Miércoles semana 16ª Tiempo Ordinario (20 julio 2016)

De Corazón a corazón: Jer 1,1.4-10 (“Antes de haberte formado yo en el seno de tu madre, te conocía… adonde quiera que yo te envíe, irás”); Mt 13,1-9 (“Salió el sembrador a sembrar”)

Contemplación, vivencia, misión: El “Sembrador” (Jesús) sigue sembrando la buena semilla, que necesita encontrar tierra buena (un corazón bueno) para germinar. La semilla y el sembrador se identifican: es la Palabra personal y definitiva de Dios, es decir, el mismo Jesús. Quien sólo busca una teoría sobre Jesús, no encuentran más que abstracciones discutibles que son fuente de división. “Cada uno de nosotros es esa oveja perdida, esa moneda perdida; cada uno de nosotros es ese hijo que ha derrochado la propia libertad siguiendo ídolos falsos, espejismos de felicidad, y ha perdido todo. Pero Dios no nos olvida, el Padre no nos abandona nunca” (Papa Francisco, JMJ, n.2).
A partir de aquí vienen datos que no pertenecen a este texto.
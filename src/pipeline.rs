use std::borrow::Cow;
use std::fmt::{Display, Formatter};
use std::str::FromStr;
use std::sync::Arc;

use anyhow::Context;
use uuid::Uuid;

use crate::core::{ArcStr, Dynamic, RunConfig, TaskContext, Tags, overlaps};
use crate::error::PipeError;
use crate::task::{Task, TaskRef, TaskResult};

/// Unique identifier of a pipeline.
#[derive(Debug, Clone, Copy, PartialEq, Eq, Hash, PartialOrd, Ord)]
pub struct PipelineId(Uuid);

impl PipelineId {
    pub fn new() -> Self {
        Self(Uuid::new_v4())
    }

    /// First 8 characters of the id, for display.
    pub fn short(&self) -> String {
        self.0.simple().to_string()[..8].to_string()
    }
}

impl Default for PipelineId {
    fn default() -> Self {
        Self::new()
    }
}

impl Display for PipelineId {
    fn fmt(&self, f: &mut Formatter<'_>) -> std::fmt::Result {
        write!(f, "{}", self.0.simple())
    }
}

impl FromStr for PipelineId {
    type Err = uuid::Error;

    fn from_str(s: &str) -> Result<Self, Self::Err> {
        Ok(Self(Uuid::parse_str(s)?))
    }
}

/// An ordered, type-consistent sequence of tasks.
///
/// Each task must accept at least one of the types produced by the task
/// before it. A pipeline is itself a [`Task`]: it accepts what its first task
/// accepts and produces what its last task produces, so pipelines can be
/// registered into a repository and nested.
#[derive(Clone)]
pub struct Pipeline {
    id: PipelineId,
    tasks: Vec<TaskRef>,
}

impl Pipeline {
    pub fn new(tasks: impl IntoIterator<Item = TaskRef>) -> Result<Self, PipeError> {
        Self::with_id(PipelineId::new(), tasks)
    }

    pub fn with_id(
        id: PipelineId,
        tasks: impl IntoIterator<Item = TaskRef>,
    ) -> Result<Self, PipeError> {
        let mut pipeline = Self {
            id,
            tasks: Vec::new(),
        };
        pipeline.extend(tasks)?;
        Ok(pipeline)
    }

    /// Appends a task, checking it accepts what the current last task
    /// produces. The first task is always accepted.
    pub fn push(&mut self, task: TaskRef) -> Result<(), PipeError> {
        if let Some(last) = self.tasks.last()
            && !overlaps(&last.output_types(), &task.input_types())
        {
            return Err(PipeError::TypeMismatch {
                task: task.name_arc().clone(),
                previous: last.name_arc().clone(),
            });
        }

        self.tasks.push(task);
        Ok(())
    }

    pub fn extend(&mut self, tasks: impl IntoIterator<Item = TaskRef>) -> Result<(), PipeError> {
        for task in tasks {
            self.push(task)?;
        }
        Ok(())
    }

    pub fn id(&self) -> PipelineId {
        self.id
    }

    pub fn tasks(&self) -> &[TaskRef] {
        &self.tasks
    }

    pub fn iter(&self) -> std::slice::Iter<'_, TaskRef> {
        self.tasks.iter()
    }

    pub fn len(&self) -> usize {
        self.tasks.len()
    }

    pub fn is_empty(&self) -> bool {
        self.tasks.is_empty()
    }

    /// Identities of the tasks, in order.
    pub fn names(&self) -> Vec<ArcStr> {
        self.tasks
            .iter()
            .map(|task| task.name_arc().clone())
            .collect()
    }

    /// Input types of the first task, empty for an empty pipeline.
    pub fn input_types(&self) -> Tags {
        self.tasks
            .first()
            .map(TaskRef::input_types)
            .unwrap_or_default()
    }

    /// Output types of the last task, empty for an empty pipeline.
    pub fn output_types(&self) -> Tags {
        self.tasks
            .last()
            .map(TaskRef::output_types)
            .unwrap_or_default()
    }

    /// Runs every task in order, without caching.
    ///
    /// The run configuration, when present, is visible to every task through
    /// its [`TaskContext`]. An empty configuration is passed on as `None`.
    /// An empty pipeline hands back its input.
    pub fn run(
        &self,
        input: Option<Dynamic>,
        run_config: Option<&RunConfig>,
    ) -> TaskResult<Option<Dynamic>> {
        let run_config = run_config.filter(|config| !config.is_empty());
        let mut current = input;

        for task in &self.tasks {
            let span = tracing::debug_span!("task", name = task.name());
            let _enter = span.enter();
            let context = TaskContext::with_span(run_config, span.clone());

            let output = task
                .run(&context, current.as_ref())
                .with_context(|| format!("Task '{}' failed", task.name()))?;

            current = Some(output);
        }

        Ok(current)
    }
}

impl Task for Pipeline {
    fn name(&self) -> Cow<'_, str> {
        let names: Vec<&str> = self.tasks.iter().map(TaskRef::name).collect();
        Cow::Owned(format!("Pipeline[{}]", names.join(">")))
    }

    fn input_types(&self) -> Tags {
        Pipeline::input_types(self)
    }

    fn output_types(&self) -> Tags {
        Pipeline::output_types(self)
    }

    fn output_type_name(&self) -> &'static str {
        self.tasks
            .last()
            .map(|task| task.task().output_type_name())
            .unwrap_or("()")
    }

    fn run(&self, context: &TaskContext<'_>, input: Option<&Dynamic>) -> TaskResult<Dynamic> {
        let output = Pipeline::run(self, input.cloned(), context.run_config())?;
        Ok(output.unwrap_or_else(|| Arc::new(())))
    }
}

impl<'a> IntoIterator for &'a Pipeline {
    type Item = &'a TaskRef;
    type IntoIter = std::slice::Iter<'a, TaskRef>;

    fn into_iter(self) -> Self::IntoIter {
        self.tasks.iter()
    }
}

impl Display for Pipeline {
    fn fmt(&self, f: &mut Formatter<'_>) -> std::fmt::Result {
        let names: Vec<&str> = self.tasks.iter().map(TaskRef::name).collect();
        write!(f, "Pipeline(tasks=[{}])", names.join(", "))
    }
}

impl std::fmt::Debug for Pipeline {
    fn fmt(&self, f: &mut Formatter<'_>) -> std::fmt::Result {
        f.debug_struct("Pipeline")
            .field("id", &self.id)
            .field("tasks", &self.names())
            .finish()
    }
}

#[cfg(test)]
mod tests {
    use super::*;
    use crate::core::{SINK, SOURCE, tags};
    use crate::task::task_fn;

    fn append(name: &'static str, inputs: &[&'static str], outputs: &[&'static str]) -> TaskRef {
        TaskRef::named(
            name,
            task_fn(name, inputs.to_vec(), outputs.to_vec(), move |_, input: Option<&String>| {
                Ok(format!("{}{}", input.cloned().unwrap_or_default(), name))
            }),
        )
    }

    #[test]
    fn test_type_mismatch() {
        let mut pipeline = Pipeline::new([append("A", &[SOURCE], &["x"])]).unwrap();
        let err = pipeline.push(append("B", &["y"], &[SINK])).unwrap_err();

        match err {
            PipeError::TypeMismatch { task, previous } => {
                assert_eq!(&*task, "B");
                assert_eq!(&*previous, "A");
            }
            other => panic!("unexpected error: {other}"),
        }
        assert_eq!(pipeline.len(), 1);
    }

    #[test]
    fn test_types_delegate_to_ends() {
        let pipeline = Pipeline::new([
            append("A", &[SOURCE], &["x"]),
            append("B", &["x"], &[SINK]),
        ])
        .unwrap();

        assert_eq!(pipeline.input_types(), tags([SOURCE]));
        assert_eq!(pipeline.output_types(), tags([SINK]));

        let empty = Pipeline::new(Vec::new()).unwrap();
        assert!(empty.input_types().is_empty());
        assert!(empty.output_types().is_empty());
    }

    #[test]
    fn test_run_feeds_tasks_in_order() {
        let pipeline = Pipeline::new([
            append("A", &[SOURCE], &["x"]),
            append("B", &["x"], &["y"]),
            append("C", &["y"], &[SINK]),
        ])
        .unwrap();

        let output = pipeline
            .run(Some(Arc::new(">".to_string())), None)
            .unwrap()
            .unwrap();
        assert_eq!(output.downcast_ref::<String>().unwrap(), ">ABC");
    }

    #[test]
    fn test_run_config_reaches_every_task() {
        let suffix = |name: &'static str, inputs: &[&'static str], outputs: &[&'static str]| {
            TaskRef::new(task_fn(
                name,
                inputs.to_vec(),
                outputs.to_vec(),
                |ctx, input: Option<&String>| {
                    let suffix: String = ctx.config("suffix")?.unwrap_or_default();
                    Ok(format!("{}{}", input.cloned().unwrap_or_default(), suffix))
                },
            ))
        };

        let pipeline = Pipeline::new([
            suffix("First", &[SOURCE], &["x"]),
            suffix("Second", &["x"], &[SINK]),
        ])
        .unwrap();
        let config = RunConfig::new().with("suffix", "!");

        let output = pipeline.run(None, Some(&config)).unwrap().unwrap();
        assert_eq!(output.downcast_ref::<String>().unwrap(), "!!");
    }

    #[test]
    fn test_empty_run_config_is_absent() {
        let has_config = TaskRef::new(task_fn(
            "HasConfig",
            [SOURCE],
            [SINK],
            |ctx, _: Option<&()>| Ok(ctx.run_config().is_some()),
        ));
        let pipeline = Pipeline::new([has_config]).unwrap();

        let output = pipeline.run(None, Some(&RunConfig::new())).unwrap().unwrap();
        assert_eq!(output.downcast_ref::<bool>(), Some(&false));

        let config = RunConfig::new().with("key", 1);
        let output = pipeline.run(None, Some(&config)).unwrap().unwrap();
        assert_eq!(output.downcast_ref::<bool>(), Some(&true));
    }

    #[test]
    fn test_run_error_names_task() {
        let failing = TaskRef::named(
            "Broken",
            task_fn("Broken", [SOURCE], [SINK], |_, _: Option<&()>| -> TaskResult<()> {
                anyhow::bail!("boom")
            }),
        );
        let pipeline = Pipeline::new([failing]).unwrap();
        let err = pipeline.run(None, None).unwrap_err();
        assert!(format!("{err:#}").contains("Task 'Broken' failed: boom"));
    }

    #[test]
    fn test_nested_pipeline() {
        let inner = Pipeline::new([
            append("A", &[SOURCE], &["x"]),
            append("B", &["x"], &["y"]),
        ])
        .unwrap();

        let outer = Pipeline::new([
            TaskRef::named("Inner", inner),
            append("C", &["y"], &[SINK]),
        ])
        .unwrap();

        let output = outer.run(None, None).unwrap().unwrap();
        assert_eq!(output.downcast_ref::<String>().unwrap(), "ABC");
    }

    #[test]
    fn test_display() {
        let pipeline = Pipeline::new([
            append("A", &[SOURCE], &["x"]),
            append("B", &["x"], &[SINK]),
        ])
        .unwrap();

        assert_eq!(pipeline.to_string(), "Pipeline(tasks=[A, B])");
        assert_eq!(Task::name(&pipeline), "Pipeline[A>B]");
        assert_eq!(pipeline.id().short().len(), 8);
        assert_eq!(
            pipeline.id(),
            pipeline.id().to_string().parse::<PipelineId>().unwrap()
        );
    }
}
*Corazón misericordioso de María, memoria de la Iglesia: La siembra de la Palabra comienza en todo corazón humano, ya desde el seno de su madre. El ambiente favorable, familiar, eclesial y social, colaboran a que aquel ser esperado tenga siempre un corazón bueno, que reciba y comunique a los demás los dones recibidos. Jesús, Palabra personal y definitiva del Padre, se sembró en el seno y en el corazón de María figura de la Iglesia Madre.